Vanesa está de ilegal en Europa. Si los tuviera,
pagaría varios miles de euros por un matrimonio que
le permita obtener la residencia. Bromea con todos
los hombres que la miran. Cada vez que ve pasar a
uno más o menos atractivo, me dice: «Ahí va mi marido». Persigue a uno gritándole: «No te vayas, soy
la mujer de tus sueños». Dice en castellano: «¿Te la
chupo?». Los franceses la miran como si les estuviera preguntando la hora.
L
a Policía municipal suelta a sus perros y reparte palos y gases lacrimógenos contra los
travestis de Lima. Los operativos tienen nombres
muy extraños como «Profilaxis 2006». Desalojan los
sitios donde trabajan los travestis más pobres, como
uno que se hacía llamar «La pampa de las locas».

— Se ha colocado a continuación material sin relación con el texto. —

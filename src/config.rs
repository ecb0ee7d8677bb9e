//! Immutable client configuration and its validating builder.

// self
use crate::{
	_prelude::*,
	auth::{self, ApiKey, DEFAULT_TOKEN_VALIDITY},
	error::ConfigError,
};

/// Production API endpoint used when no base URL is supplied.
pub const DEFAULT_BASE_URL: &str = "https://api.fireblocks.io";

/// Settings fixed for the lifetime of a client.
///
/// Values are validated once by [`ClientConfigBuilder::build`] and only read afterwards;
/// there are no setters.
#[derive(Clone, Debug, PartialEq, Eq)]
pub struct ClientConfig {
	api_key: ApiKey,
	base_url: Url,
	timeout: Option<Duration>,
	token_validity: Duration,
}
impl ClientConfig {
	/// Creates a builder seeded with the provided API key.
	pub fn builder(api_key: impl Into<String>) -> ClientConfigBuilder {
		ClientConfigBuilder::new(api_key)
	}

	/// API key sent in `X-API-Key` and signed into every token.
	pub fn api_key(&self) -> &ApiKey {
		&self.api_key
	}

	/// Base URL every request path is resolved against.
	pub fn base_url(&self) -> &Url {
		&self.base_url
	}

	/// Optional per-request timeout enforced by the transport.
	pub fn timeout(&self) -> Option<Duration> {
		self.timeout
	}

	/// Lifetime of each signed token.
	pub fn token_validity(&self) -> Duration {
		self.token_validity
	}
}

/// Builder for [`ClientConfig`] values.
#[derive(Debug)]
pub struct ClientConfigBuilder {
	api_key: String,
	base_url: Option<Url>,
	timeout: Option<Duration>,
	token_validity: Duration,
}
impl ClientConfigBuilder {
	/// Creates a new builder seeded with the provided API key.
	pub fn new(api_key: impl Into<String>) -> Self {
		Self {
			api_key: api_key.into(),
			base_url: None,
			timeout: None,
			token_validity: DEFAULT_TOKEN_VALIDITY,
		}
	}

	/// Overrides the base URL (defaults to [`DEFAULT_BASE_URL`]).
	pub fn base_url(mut self, url: Url) -> Self {
		self.base_url = Some(url);

		self
	}

	/// Sets the request timeout forwarded to the transport.
	pub fn timeout(mut self, timeout: Duration) -> Self {
		self.timeout = Some(timeout);

		self
	}

	/// Overrides the signed token lifetime (at most [`auth::MAX_TOKEN_VALIDITY`]).
	pub fn token_validity(mut self, validity: Duration) -> Self {
		self.token_validity = validity;

		self
	}

	/// Consumes the builder and validates the resulting configuration.
	pub fn build(self) -> Result<ClientConfig, ConfigError> {
		let api_key = ApiKey::new(self.api_key)?;
		let base_url = match self.base_url {
			Some(url) => url,
			None => Url::parse(DEFAULT_BASE_URL)
				.map_err(|_| ConfigError::InvalidBaseUrl { url: DEFAULT_BASE_URL.into() })?,
		};

		validate_base_url(&base_url)?;
		auth::validate_token_validity(self.token_validity)?;

		if self.timeout.is_some_and(|timeout| timeout <= Duration::ZERO) {
			return Err(ConfigError::NonPositiveTimeout);
		}

		Ok(ClientConfig {
			api_key,
			base_url,
			timeout: self.timeout,
			token_validity: self.token_validity,
		})
	}
}

fn validate_base_url(url: &Url) -> Result<(), ConfigError> {
	let scheme_ok = matches!(url.scheme(), "http" | "https");

	if !scheme_ok || url.host_str().is_none() || url.cannot_be_a_base() {
		Err(ConfigError::InvalidBaseUrl { url: url.to_string() })
	} else {
		Ok(())
	}
}

#[cfg(test)]
mod tests {
	// self
	use super::*;

	#[test]
	fn defaults_point_at_production() {
		let config = ClientConfig::builder("cfg-key").build().expect("Defaults should validate.");

		assert_eq!(config.api_key().expose(), "cfg-key");
		assert_eq!(config.base_url().as_str(), "https://api.fireblocks.io/");
		assert_eq!(config.timeout(), None);
		assert_eq!(config.token_validity(), DEFAULT_TOKEN_VALIDITY);
	}

	#[test]
	fn overrides_are_kept() {
		let config = ClientConfig::builder("cfg-key")
			.base_url(Url::parse("https://sandbox.example.com").expect("URL fixture should parse."))
			.timeout(Duration::seconds(10))
			.token_validity(Duration::seconds(25))
			.build()
			.expect("Overrides should validate.");

		assert_eq!(config.base_url().host_str(), Some("sandbox.example.com"));
		assert_eq!(config.timeout(), Some(Duration::seconds(10)));
		assert_eq!(config.token_validity(), Duration::seconds(25));
	}

	#[test]
	fn invalid_settings_are_rejected() {
		let err = ClientConfig::builder("")
			.build()
			.expect_err("Empty API keys should be rejected.");

		assert!(matches!(err, ConfigError::InvalidApiKey { .. }));

		let err = ClientConfig::builder("cfg-key")
			.base_url(Url::parse("ftp://files.example.com").expect("URL fixture should parse."))
			.build()
			.expect_err("Non-HTTP schemes should be rejected.");

		assert!(matches!(err, ConfigError::InvalidBaseUrl { .. }));

		let err = ClientConfig::builder("cfg-key")
			.token_validity(Duration::ZERO)
			.build()
			.expect_err("Zero validity should be rejected.");

		assert!(matches!(err, ConfigError::NonPositiveTokenValidity));

		let err = ClientConfig::builder("cfg-key")
			.token_validity(Duration::MAX)
			.build()
			.expect_err("Unbounded validity should be rejected.");

		assert!(matches!(err, ConfigError::TokenValidityTooLong { .. }));

		let err = ClientConfig::builder("cfg-key")
			.timeout(Duration::seconds(-1))
			.build()
			.expect_err("Negative timeouts should be rejected.");

		assert!(matches!(err, ConfigError::NonPositiveTimeout));
	}
}
//! Lists vault accounts one page at a time against a live (or sandbox) Fireblocks workspace.
//!
//! 1. Export `FIREBLOCKS_API_KEY` and `FIREBLOCKS_SECRET_KEY_PATH` (path to the RSA private key
//!    registered for that key). `FIREBLOCKS_BASE_URL` optionally points at a sandbox.
//! 2. Build a [`ClientConfig`] and a reqwest-backed [`ReqwestApiClient`].
//! 3. Follow the `next-page` cursor until the server stops advertising one.

// std
use std::{env, fs};
// crates.io
use color_eyre::{Result, eyre::eyre};
use time::Duration;
use url::Url;
// self
use fireblocks_api_client::{
	client::{QueryParams, ReqwestApiClient},
	config::ClientConfig,
};

const PAGE_LIMIT: &str = "50";

#[tokio::main]
async fn main() -> Result<()> {
	color_eyre::install()?;

	let api_key = env::var("FIREBLOCKS_API_KEY")
		.map_err(|_| eyre!("`FIREBLOCKS_API_KEY` must be set to run this demo."))?;
	let key_path = env::var("FIREBLOCKS_SECRET_KEY_PATH")
		.map_err(|_| eyre!("`FIREBLOCKS_SECRET_KEY_PATH` must be set to run this demo."))?;
	let private_key = fs::read(&key_path)?;
	let mut builder = ClientConfig::builder(api_key).timeout(Duration::seconds(30));

	if let Ok(base_url) = env::var("FIREBLOCKS_BASE_URL") {
		builder = builder.base_url(Url::parse(&base_url)?);
	}

	let config = builder.build()?;
	let client = ReqwestApiClient::new(&config, &private_key)?;
	let mut query = QueryParams::new();
	let mut page_number = 1;

	query.insert("limit".into(), PAGE_LIMIT.into());

	loop {
		let page = client.fetch_page("/v1/vault/accounts_paged", Some(&query)).await?;

		println!("page {page_number}: {}", serde_json::to_string_pretty(&page.items)?);

		let Some(next) = page.next_cursor().filter(|cursor| !cursor.is_empty()) else {
			break;
		};

		query.insert("after".into(), next.to_owned());

		page_number += 1;
	}

	Ok(())
}
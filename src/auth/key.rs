//! Validated API key sent with every request.

// std
use std::ops::Deref;
// self
use crate::{_prelude::*, error::ConfigError};

const API_KEY_MAX_LEN: usize = 128;

/// Caller-supplied API key forwarded in the `X-API-Key` header and the token `sub` claim.
///
/// Construction rejects values that could not travel in an HTTP header, so header
/// assembly never fails on the key itself.
#[derive(Clone, PartialEq, Eq, Hash)]
pub struct ApiKey(String);
impl ApiKey {
	/// Validates and wraps an API key.
	pub fn new(value: impl Into<String>) -> Result<Self, ConfigError> {
		let value = value.into();

		validate(&value)?;

		Ok(Self(value))
	}

	/// Returns the raw key. Callers must avoid logging this string.
	pub fn expose(&self) -> &str {
		&self.0
	}
}
impl Deref for ApiKey {
	type Target = str;

	fn deref(&self) -> &Self::Target {
		&self.0
	}
}
impl AsRef<str> for ApiKey {
	fn as_ref(&self) -> &str {
		&self.0
	}
}
impl TryFrom<String> for ApiKey {
	type Error = ConfigError;

	fn try_from(value: String) -> Result<Self, Self::Error> {
		Self::new(value)
	}
}
impl Debug for ApiKey {
	fn fmt(&self, f: &mut Formatter) -> FmtResult {
		f.debug_tuple("ApiKey").field(&"<redacted>").finish()
	}
}

fn validate(value: &str) -> Result<(), ConfigError> {
	if value.is_empty() {
		return Err(ConfigError::InvalidApiKey { reason: "empty" });
	}
	if value.len() > API_KEY_MAX_LEN {
		return Err(ConfigError::InvalidApiKey { reason: "longer than 128 characters" });
	}
	if !value.bytes().all(|b| b.is_ascii_graphic()) {
		return Err(ConfigError::InvalidApiKey { reason: "contains non-printable characters" });
	}

	Ok(())
}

Meten a las chicas en sus camionetas y las llevan a los
calabozos, las violan y las vuelven a tirar a la calle a
pesar de que el trabajo sexual en el Perú no está penalizado. Cuando están en la calle, llega alguna
banda como «Los mojarras», especializada en atacar a putas y travestis, y entonces pueden darse por
muertas. Cada cierto tiempo, un travesti aparece
salvajemente asesinado en «extrañas circunstancias» dentro de su peluquería o apartamento.
Aunque en el Perú la homosexualidad no es ilegal, el matrimonio entre personas del mismo sexo sí
lo es, y no existe una ley antidiscriminación, menos
aun una que aluda específicamente a los derechos de los llamados
«transgéneros», como la ley de identidad de género española. Si alguien te viera besar en un supermercado a tu novio o novia del mismo
sexo, podría llamar a la Policía.
En una encuesta sobre exclusión social en el Perú, el colectivo
homosexual apareció como uno de los más discriminados en un país
atravesado de desigualdades. El setenta y cinco por ciento de los entrevistados contestó que ve «mal» que dos personas del mismo sexo
tengan relaciones sexuales. Y un treinta por ciento todavía piensa que
la homosexualidad es una enfermedad mental.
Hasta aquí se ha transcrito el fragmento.